And Van Nuys is where those two attitudes intersect. Although it’s technically a town, it’s really just a town-sized strip mall where it’s always hot. And where, apparently, you can buy werewolf-proof restraints. I took the Van Nuys Boulevard north exit off the 101, following it almost to the northern border with Panorama City. The GPS directed me to a little block with two sub shops, a tire store, and an appliance repair place. The last business, on the west end of the mall, was called Aaron’s Bait Shop and Specialty Metal.
I squinted in the sun, which was blazing down on the Valley with a renewed sense of purpose. Jesse was just getting out of his car as I pulled into the parking spot closest to the road and hopped out of mine.
“You got them?” he asked me, pausing in front of the entrance.
I held up the bag, nodding. “And hello to you, too.”

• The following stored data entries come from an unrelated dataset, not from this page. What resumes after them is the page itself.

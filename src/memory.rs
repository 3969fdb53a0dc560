//! In-memory data saver implementation.
//!
//! Values are kept as `PrimitiveValue`s in a `BTreeMap`. This implementation
//! is NOT durable - data is lost on process exit. Use for testing, previews
//! and development only.

use async_trait::async_trait;
use parking_lot::RwLock;
use std::collections::BTreeMap;
use std::sync::atomic::{AtomicUsize, Ordering};
use std::sync::Arc;
use tracing::{debug, warn};

use crate::config::SaverConfig;
use crate::error::Result;
use crate::store::{validate_key, DataSaver};
use crate::value::{PrimitiveKind, PrimitiveValue};
use crate::watch::{ChangeEvent, ChangeSender};

/// In-memory implementation of DataSaver.
///
/// Supports every primitive kind. Counts writes so tests can observe how
/// often state cells persisted.
pub struct MemoryDataSaver {
    data: Arc<RwLock<BTreeMap<String, PrimitiveValue>>>,
    watcher: Option<ChangeSender>,
    writes: AtomicUsize,
}

impl MemoryDataSaver {
    /// Create a new empty in-memory store without change sensing.
    pub fn new() -> Self {
        Self {
            data: Arc::new(RwLock::new(BTreeMap::new())),
            watcher: None,
            writes: AtomicUsize::new(0),
        }
    }

    /// Create a store that publishes every save and remove on its change channel.
    pub fn sensing_external_changes() -> Self {
        Self {
            watcher: Some(ChangeSender::default()),
            ..Self::new()
        }
    }

    /// Create a store from configuration.
    pub fn with_config(config: &SaverConfig) -> Self {
        Self {
            watcher: config
                .sense_external_change
                .then(|| ChangeSender::new(config.change_capacity)),
            ..Self::new()
        }
    }

    /// Number of `save_data` calls that reached the map.
    pub fn write_count(&self) -> usize {
        self.writes.load(Ordering::SeqCst)
    }

    /// Get the number of entries in the store.
    pub fn len(&self) -> usize {
        self.data.read().len()
    }

    /// Check if the store is empty.
    pub fn is_empty(&self) -> bool {
        self.data.read().is_empty()
    }

    /// Raw stored value, without kind decoding.
    pub fn get_raw(&self, key: &str) -> Option<PrimitiveValue> {
        self.data.read().get(key).cloned()
    }

    /// Clear all entries.
    pub fn clear(&self) {
        self.data.write().clear();
    }

    fn notify(&self, event: ChangeEvent) {
        if let Some(watcher) = &self.watcher {
            watcher.send(event);
        }
    }
}

impl Default for MemoryDataSaver {
    fn default() -> Self {
        Self::new()
    }
}

#[async_trait]
impl DataSaver for MemoryDataSaver {
    fn save_data(&self, key: &str, value: Option<PrimitiveValue>) -> Result<()> {
        validate_key(key)?;

        let Some(value) = value else {
            return self.remove(key);
        };

        debug!("memory save: {} -> {:?}", key, value);
        let mut data = self.data.write();
        data.insert(key.to_string(), value.clone());
        self.writes.fetch_add(1, Ordering::SeqCst);
        self.notify(ChangeEvent::saved(key, value));
        Ok(())
    }

    fn read_data(&self, key: &str, default: PrimitiveValue) -> Result<PrimitiveValue> {
        validate_key(key)?;

        match self.data.read().get(key) {
            Some(stored) if stored.kind() == default.kind() => Ok(stored.clone()),
            Some(stored) => {
                warn!(
                    "stored {} for `{}` requested as {}, using default",
                    stored.kind(),
                    key,
                    default.kind()
                );
                Ok(default)
            }
            None => Ok(default),
        }
    }

    fn read_stored(&self, key: &str, kind: PrimitiveKind) -> Result<Option<PrimitiveValue>> {
        validate_key(key)?;

        Ok(self.data.read().get(key).filter(|stored| stored.kind() == kind).cloned())
    }

    fn remove(&self, key: &str) -> Result<()> {
        validate_key(key)?;

        // Publish under the lock so events arrive in write order
        let mut data = self.data.write();
        if data.remove(key).is_some() {
            debug!("memory remove: {}", key);
        }
        self.notify(ChangeEvent::removed(key));
        Ok(())
    }

    fn contains(&self, key: &str) -> bool {
        self.data.read().contains_key(key)
    }

    fn change_sender(&self) -> Option<&ChangeSender> {
        self.watcher.as_ref()
    }
}
//! Where background saves and change reconciliation run.
//!
//! Cells accept an injected [`SaveScope`] wrapping a tokio runtime handle.
//! Without one they pick up the ambient runtime on first use, or fall back to
//! a small process-wide I/O runtime when called from plain threads.

use std::future::Future;
use std::sync::OnceLock;
use tokio::runtime::{Builder, Handle, Runtime};
use tokio::task::JoinHandle;
use tracing::info;

use crate::error::{Result, SaverError};

/// Worker threads of the fallback runtime.
const FALLBACK_WORKERS: usize = 2;

static FALLBACK: OnceLock<Runtime> = OnceLock::new();

/// Context capable of running cancellable background work.
#[derive(Debug, Clone)]
pub struct SaveScope {
    handle: Handle,
}

impl SaveScope {
    /// Run background work on the given runtime.
    pub fn new(handle: Handle) -> Self {
        Self { handle }
    }

    /// The runtime the caller is currently inside, if any.
    pub fn current() -> Option<Self> {
        Handle::try_current().ok().map(Self::new)
    }

    /// The ambient runtime, or the process-wide fallback I/O runtime.
    pub fn ambient() -> Result<Self> {
        if let Some(scope) = Self::current() {
            return Ok(scope);
        }
        if let Some(runtime) = FALLBACK.get() {
            return Ok(Self::new(runtime.handle().clone()));
        }
        let runtime = Builder::new_multi_thread()
            .worker_threads(FALLBACK_WORKERS)
            .thread_name("datasaver-io")
            .enable_all()
            .build()?;
        info!("started fallback datasaver I/O runtime");
        // Another thread may have won the race; use whichever got stored
        let runtime = FALLBACK.get_or_init(|| runtime);
        Ok(Self::new(runtime.handle().clone()))
    }

    /// The underlying runtime handle.
    pub fn handle(&self) -> &Handle {
        &self.handle
    }

    pub(crate) fn spawn<F>(&self, future: F) -> JoinHandle<F::Output>
    where
        F: Future + Send + 'static,
        F::Output: Send + 'static,
    {
        self.handle.spawn(future)
    }
}

/// Observable handle on one background save.
///
/// Dropping the handle detaches the save; it keeps running.
#[derive(Debug)]
pub struct SaveHandle {
    task: JoinHandle<Result<()>>,
}

impl SaveHandle {
    pub(crate) fn new(task: JoinHandle<Result<()>>) -> Self {
        Self { task }
    }

    /// Cancel the save. An adapter write that has not started never happens.
    pub fn cancel(&self) {
        self.task.abort();
    }

    /// Whether the save has finished, successfully or not.
    pub fn is_finished(&self) -> bool {
        self.task.is_finished()
    }

    /// Wait for the save and return its outcome.
    ///
    /// A cancelled save resolves to [`SaverError::Cancelled`].
    pub async fn wait(self) -> Result<()> {
        match self.task.await {
            Ok(result) => result,
            Err(err) if err.is_cancelled() => Err(SaverError::Cancelled),
            Err(err) => Err(SaverError::Backend(format!("save task failed: {}", err))),
        }
    }
}
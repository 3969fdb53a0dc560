//! Change notification channel from adapters to state cells.
//!
//! A per-adapter broadcast: every subscriber sees every event sent after it
//! joined, and a late subscriber is first replayed the latest event for each
//! key it watches.

use parking_lot::Mutex;
use serde::{Deserialize, Serialize};
use std::collections::{BTreeMap, VecDeque};
use std::pin::Pin;
use std::sync::Arc;
use std::task::{Context, Poll};
use tokio::sync::broadcast;
use tokio_stream::wrappers::errors::BroadcastStreamRecvError;
use tokio_stream::wrappers::BroadcastStream;
use tokio_stream::Stream;
use tracing::warn;

use crate::value::PrimitiveValue;

/// Default broadcast capacity per adapter.
pub const DEFAULT_CHANGE_CAPACITY: usize = 1024;

/// Type of change that occurred to a key.
#[derive(Debug, Clone, Copy, PartialEq, Eq, Serialize, Deserialize)]
pub enum ChangeKind {
    /// A value was written.
    Saved,
    /// The key was removed (or a null was written).
    Removed,
}

/// A change to one key, as observed through an adapter.
#[derive(Debug, Clone, PartialEq, Serialize, Deserialize)]
pub struct ChangeEvent {
    /// The key that changed.
    pub key: String,
    /// Type of change.
    pub kind: ChangeKind,
    /// New value; `None` for removals.
    pub value: Option<PrimitiveValue>,
}

impl ChangeEvent {
    /// Create a Saved event.
    pub fn saved(key: impl Into<String>, value: PrimitiveValue) -> Self {
        Self {
            key: key.into(),
            kind: ChangeKind::Saved,
            value: Some(value),
        }
    }

    /// Create a Removed event.
    pub fn removed(key: impl Into<String>) -> Self {
        Self {
            key: key.into(),
            kind: ChangeKind::Removed,
            value: None,
        }
    }

    /// Build the event matching a `save_data(key, value)` call.
    pub fn for_write(key: impl Into<String>, value: Option<PrimitiveValue>) -> Self {
        match value {
            Some(v) => Self::saved(key, v),
            None => Self::removed(key),
        }
    }
}

fn pattern_matches(pattern: &str, key: &str) -> bool {
    match pattern.strip_suffix('*') {
        Some(prefix) => key.starts_with(prefix),
        None => key == pattern,
    }
}

/// A stream of change events for one key or key pattern.
pub struct ChangeStream {
    replay: VecDeque<ChangeEvent>,
    inner: BroadcastStream<ChangeEvent>,
    pattern: String,
}

impl ChangeStream {
    fn new(
        receiver: broadcast::Receiver<ChangeEvent>,
        replay: VecDeque<ChangeEvent>,
        pattern: impl Into<String>,
    ) -> Self {
        Self {
            replay,
            inner: BroadcastStream::new(receiver),
            pattern: pattern.into(),
        }
    }

    /// Get the pattern this stream is watching.
    pub fn pattern(&self) -> &str {
        &self.pattern
    }

    fn matches(&self, key: &str) -> bool {
        pattern_matches(&self.pattern, key)
    }
}

impl Stream for ChangeStream {
    type Item = ChangeEvent;

    fn poll_next(mut self: Pin<&mut Self>, cx: &mut Context<'_>) -> Poll<Option<Self::Item>> {
        if let Some(event) = self.replay.pop_front() {
            return Poll::Ready(Some(event));
        }
        loop {
            match Pin::new(&mut self.inner).poll_next(cx) {
                Poll::Ready(Some(Ok(event))) => {
                    if self.matches(&event.key) {
                        return Poll::Ready(Some(event));
                    }
                }
                Poll::Ready(Some(Err(BroadcastStreamRecvError::Lagged(skipped)))) => {
                    warn!("change stream `{}` lagged, skipped {} events", self.pattern, skipped);
                }
                Poll::Ready(None) => return Poll::Ready(None),
                Poll::Pending => return Poll::Pending,
            }
        }
    }
}

struct Shared {
    sender: broadcast::Sender<ChangeEvent>,
    latest: BTreeMap<String, ChangeEvent>,
}

/// Handle adapters use to publish change events.
#[derive(Clone)]
pub struct ChangeSender {
    shared: Arc<Mutex<Shared>>,
}

impl ChangeSender {
    /// Create a new change sender with the given channel capacity.
    pub fn new(capacity: usize) -> Self {
        let (sender, _) = broadcast::channel(capacity.max(1));
        Self {
            shared: Arc::new(Mutex::new(Shared {
                sender,
                latest: BTreeMap::new(),
            })),
        }
    }

    /// Send an event to all subscribers and remember it for late joiners.
    pub fn send(&self, event: ChangeEvent) {
        let mut shared = self.shared.lock();
        shared.latest.insert(event.key.clone(), event.clone());
        // No subscribers is not an error
        let _ = shared.sender.send(event);
    }

    /// Subscribe to events for a key, or a prefix when the pattern ends in `*`.
    pub fn subscribe(&self, pattern: impl Into<String>) -> ChangeStream {
        let pattern = pattern.into();
        let shared = self.shared.lock();
        let replay = shared
            .latest
            .values()
            .filter(|event| pattern_matches(&pattern, &event.key))
            .cloned()
            .collect();
        ChangeStream::new(shared.sender.subscribe(), replay, pattern)
    }

    /// The latest event sent for a key, if any.
    pub fn latest(&self, key: &str) -> Option<ChangeEvent> {
        self.shared.lock().latest.get(key).cloned()
    }

    /// Get the number of current subscribers.
    pub fn receiver_count(&self) -> usize {
        self.shared.lock().sender.receiver_count()
    }
}

impl Default for ChangeSender {
    fn default() -> Self {
        Self::new(DEFAULT_CHANGE_CAPACITY)
    }
}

“Sorry,” he muttered. “I’m short on time. And sleep.”
“Are you okay?” I asked, hesitant. You may have noticed that feelings aren’t really my thing.
He looked up, a little surprise in his face. “Yeah, Scarlett. Thanks.”
He held the door open, and a blast of air-conditioning welcomed us inside.
I had fished a few times when I was little, but the homemade tackle my dad used had nothing on Aaron’s. The store’s main feature was the wall to the left of the doorway, which was covered, ceiling to floor, in fake flies, fake minnows, and other little contraptions of feathers and rubber. The room itself was well kept and bright, with wide skylights that spread the sun down onto freestanding shelves filled with all manner of fishing gear.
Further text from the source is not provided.